Description of the task
Go through the data and copy every line in which "Option" appears.

Excerpts from a dataset

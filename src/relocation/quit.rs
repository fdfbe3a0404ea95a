//! Deferred self-disconnect ("quit")
//!
//! A quit with no positive timeout disconnects right away. Otherwise the
//! request is announced, saved in the [`DeferredTaskStore`] and a task waits
//! for the timeout. The wait races the task's cancellation token, and a
//! cancelled wait skips every side effect.

use crate::relocation::{
    AnnouncementPermissions, Clock, DeferredTask, DeferredTaskStore, MemberHandle, MessageHandle,
    RelocError, RelocResult, TaskKey, VoicePlatform,
};
use chrono::{DateTime, Utc};
use poise::serenity_prelude::{ChannelId, GuildId, Mentionable, UserId};
use std::sync::Arc;
use std::time::Duration;
use tokio::task::JoinHandle;
use tokio_util::sync::CancellationToken;
use tracing::{debug, info, warn};
use uuid::Uuid;

/// A user asking to be disconnected
#[derive(Debug, Clone)]
pub struct QuitRequest {
    pub guild_id: GuildId,
    /// Channel the request came from; announcements go here
    pub channel_id: ChannelId,
    pub user_id: UserId,
    /// Name of the requester, used in the audit log reason
    pub requester: String,
    pub reason: Option<String>,
    /// Minutes to wait; missing, NaN or non-positive means now
    pub timeout_minutes: Option<f64>,
}

impl QuitRequest {
    /// The wait before disconnecting, `None` for an immediate quit
    #[must_use]
    pub fn delay(&self) -> Option<Duration> {
        let minutes = self.timeout_minutes.filter(|m| m.is_finite() && *m > 0.0)?;
        Some(Duration::try_from_secs_f64(minutes * 60.0).unwrap_or(Duration::MAX))
    }

    #[must_use]
    pub fn audit_reason(&self) -> String {
        audit_reason(self.reason.as_deref(), &self.requester)
    }
}

/// Audit log reason: the supplied reason, or who asked for the action
#[must_use]
pub fn audit_reason(reason: Option<&str>, requester: &str) -> String {
    reason
        .filter(|r| !r.is_empty())
        .map_or_else(|| format!("Demanded by {requester}"), ToString::to_string)
}

/// Announcement posted when a quit goes through
#[must_use]
pub fn quit_message(user_id: UserId, reason: Option<&str>) -> String {
    match reason.filter(|r| !r.is_empty()) {
        Some(reason) => format!("{} has quit (Reason: {reason})", user_id.mention()),
        None => format!("{} has quit", user_id.mention()),
    }
}

/// Announcement posted when a quit is scheduled
#[must_use]
pub fn scheduled_message(
    user_id: UserId,
    fire_at: DateTime<Utc>,
    permissions: AnnouncementPermissions,
) -> String {
    let timestamp = fire_at.timestamp();
    if permissions.can_manage_messages {
        // The message is deleted on fire, so a relative timestamp is enough
        format!("{} will quit <t:{timestamp}:R>", user_id.mention())
    } else {
        format!("OK, {} will quit at <t:{timestamp}:T>", user_id.mention())
    }
}

/// How a scheduled quit ended
#[derive(Debug, Clone, Copy, PartialEq, Eq)]
pub enum FireOutcome {
    Disconnected,
    /// The user was no longer in voice when the timer fired
    AlreadyLeft,
    /// Cancelled before the timer fired
    Aborted,
    /// The platform refused the disconnect
    Failed,
}

/// Handle to a scheduled quit
#[derive(Debug)]
pub struct ScheduledQuit {
    pub task_id: Uuid,
    pub fire_at: DateTime<Utc>,
    pub announcement: Option<MessageHandle>,
    /// Resolves once the quit fired or was aborted
    pub completion: JoinHandle<FireOutcome>,
}

/// Result of a quit request
#[derive(Debug)]
pub enum QuitOutcome {
    /// Disconnected immediately
    Disconnected(MemberHandle),
    Scheduled(ScheduledQuit),
}

/// Wait for `delay`, returning `false` if the token was cancelled first
pub async fn wait_or_cancel(delay: Duration, token: &CancellationToken) -> bool {
    tokio::select! {
        biased;
        () = token.cancelled() => false,
        () = tokio::time::sleep(delay) => !token.is_cancelled(),
    }
}

/// Runs quit requests against the platform and the task store
#[derive(Clone)]
pub struct QuitCoordinator {
    platform: Arc<dyn VoicePlatform>,
    store: DeferredTaskStore,
    clock: Arc<dyn Clock>,
}

impl std::fmt::Debug for QuitCoordinator {
    fn fmt(&self, f: &mut std::fmt::Formatter<'_>) -> std::fmt::Result {
        f.debug_struct("QuitCoordinator")
            .field("store", &self.store)
            .finish_non_exhaustive()
    }
}

impl QuitCoordinator {
    #[must_use]
    pub fn new(
        platform: Arc<dyn VoicePlatform>,
        store: DeferredTaskStore,
        clock: Arc<dyn Clock>,
    ) -> Self {
        Self {
            platform,
            store,
            clock,
        }
    }

    #[must_use]
    pub const fn store(&self) -> &DeferredTaskStore {
        &self.store
    }

    /// Disconnect now or schedule a disconnect, depending on the timeout
    ///
    /// # Errors
    ///
    /// For an immediate quit: `MemberNotFound`, `NotInVoice` or the platform
    /// error from the disconnect. Scheduling itself does not fail.
    pub async fn request(&self, request: QuitRequest) -> RelocResult<QuitOutcome> {
        match request.delay() {
            None => self.quit_now(&request).await.map(QuitOutcome::Disconnected),
            Some(delay) => Ok(QuitOutcome::Scheduled(self.schedule(request, delay).await)),
        }
    }

    /// Abort the caller's pending quit, if any
    pub async fn abort(&self, guild_id: GuildId, user_id: UserId) -> bool {
        self.store.abort(TaskKey::new(guild_id, user_id)).await
    }

    async fn quit_now(&self, request: &QuitRequest) -> RelocResult<MemberHandle> {
        let member = self
            .platform
            .fetch_member(request.guild_id, request.user_id)
            .await?
            .ok_or(RelocError::MemberNotFound(request.user_id.get()))?;

        if !member.in_voice() {
            return Err(RelocError::NotInVoice);
        }

        let disconnected = self
            .platform
            .disconnect(&member, &request.audit_reason())
            .await?;
        info!(
            target: crate::RELOCATION_TARGET,
            guild_id = %request.guild_id,
            user_id = %request.user_id,
            "Member quit"
        );
        Ok(disconnected)
    }

    async fn schedule(&self, request: QuitRequest, delay: Duration) -> ScheduledQuit {
        let permissions = self
            .platform
            .current_permissions(request.guild_id, request.channel_id)
            .await;
        let fire_at = chrono::Duration::from_std(delay)
            .ok()
            .and_then(|d| self.clock.now().checked_add_signed(d))
            .unwrap_or(DateTime::<Utc>::MAX_UTC);

        let announcement = if permissions.can_send_messages {
            let text = scheduled_message(request.user_id, fire_at, permissions);
            match self.platform.announce(request.channel_id, &text).await {
                Ok(message) => Some(message),
                Err(e) => {
                    warn!(
                        target: crate::RELOCATION_TARGET,
                        channel_id = %request.channel_id,
                        error = %e,
                        "Could not announce scheduled quit"
                    );
                    None
                }
            }
        } else {
            None
        };

        let task = DeferredTask {
            id: Uuid::new_v4(),
            guild_id: request.guild_id,
            channel_id: request.channel_id,
            user_id: request.user_id,
            requester: request.requester,
            reason: request.reason,
            permissions,
            announcement,
            fire_at,
            cancellation: CancellationToken::new(),
        };
        let task_id = task.id;
        self.store.save(task.clone()).await;

        let coordinator = self.clone();
        let completion = tokio::spawn(async move { coordinator.fire_after(task, delay).await });

        ScheduledQuit {
            task_id,
            fire_at,
            announcement,
            completion,
        }
    }

    async fn fire_after(&self, task: DeferredTask, delay: Duration) -> FireOutcome {
        if !wait_or_cancel(delay, &task.cancellation).await {
            debug!(
                target: crate::RELOCATION_TARGET,
                key = %task.key(),
                task_id = %task.id,
                "Scheduled quit observed cancellation"
            );
            return FireOutcome::Aborted;
        }

        // Whoever removes the entry owns the task; losing to abort or save means cancelled
        if !self.store.complete(task.key(), task.id) {
            debug!(
                target: crate::RELOCATION_TARGET,
                key = %task.key(),
                task_id = %task.id,
                "Scheduled quit no longer owns its entry"
            );
            return FireOutcome::Aborted;
        }

        if task.permissions.can_manage_messages {
            if let Some(message) = &task.announcement {
                if let Err(e) = self.platform.delete_message(message).await {
                    debug!(
                        target: crate::RELOCATION_TARGET,
                        message_id = %message.message_id,
                        error = %e,
                        "Could not delete announcement"
                    );
                }
            }
        }

        let member = match self.platform.fetch_member(task.guild_id, task.user_id).await {
            Ok(Some(member)) if member.in_voice() => member,
            Ok(_) => {
                info!(
                    target: crate::RELOCATION_TARGET,
                    key = %task.key(),
                    "Scheduled quit fired but member already left voice"
                );
                return FireOutcome::AlreadyLeft;
            }
            Err(e) => {
                warn!(
                    target: crate::RELOCATION_TARGET,
                    key = %task.key(),
                    error = %e,
                    "Could not fetch member for scheduled quit"
                );
                return FireOutcome::Failed;
            }
        };

        let reason = audit_reason(task.reason.as_deref(), &task.requester);
        if let Err(e) = self.platform.disconnect(&member, &reason).await {
            warn!(
                target: crate::RELOCATION_TARGET,
                key = %task.key(),
                error = %e,
                "Scheduled quit failed to disconnect"
            );
            return FireOutcome::Failed;
        }

        info!(target: crate::RELOCATION_TARGET, key = %task.key(), "Scheduled quit fired");

        if task.permissions.can_send_messages {
            let text = quit_message(task.user_id, task.reason.as_deref());
            if let Err(e) = self.platform.announce(task.channel_id, &text).await {
                warn!(
                    target: crate::RELOCATION_TARGET,
                    channel_id = %task.channel_id,
                    error = %e,
                    "Could not announce quit"
                );
            }
        }

        FireOutcome::Disconnected
    }
}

Expected answer
    pub reason: Option<String>,
    pub timeout_minutes: Option<f64>,
    pub fn delay(&self) -> Option<Duration> {
pub fn audit_reason(reason: Option<&str>, requester: &str) -> String {
pub fn quit_message(user_id: UserId, reason: Option<&str>) -> String {
    pub announcement: Option<MessageHandle>,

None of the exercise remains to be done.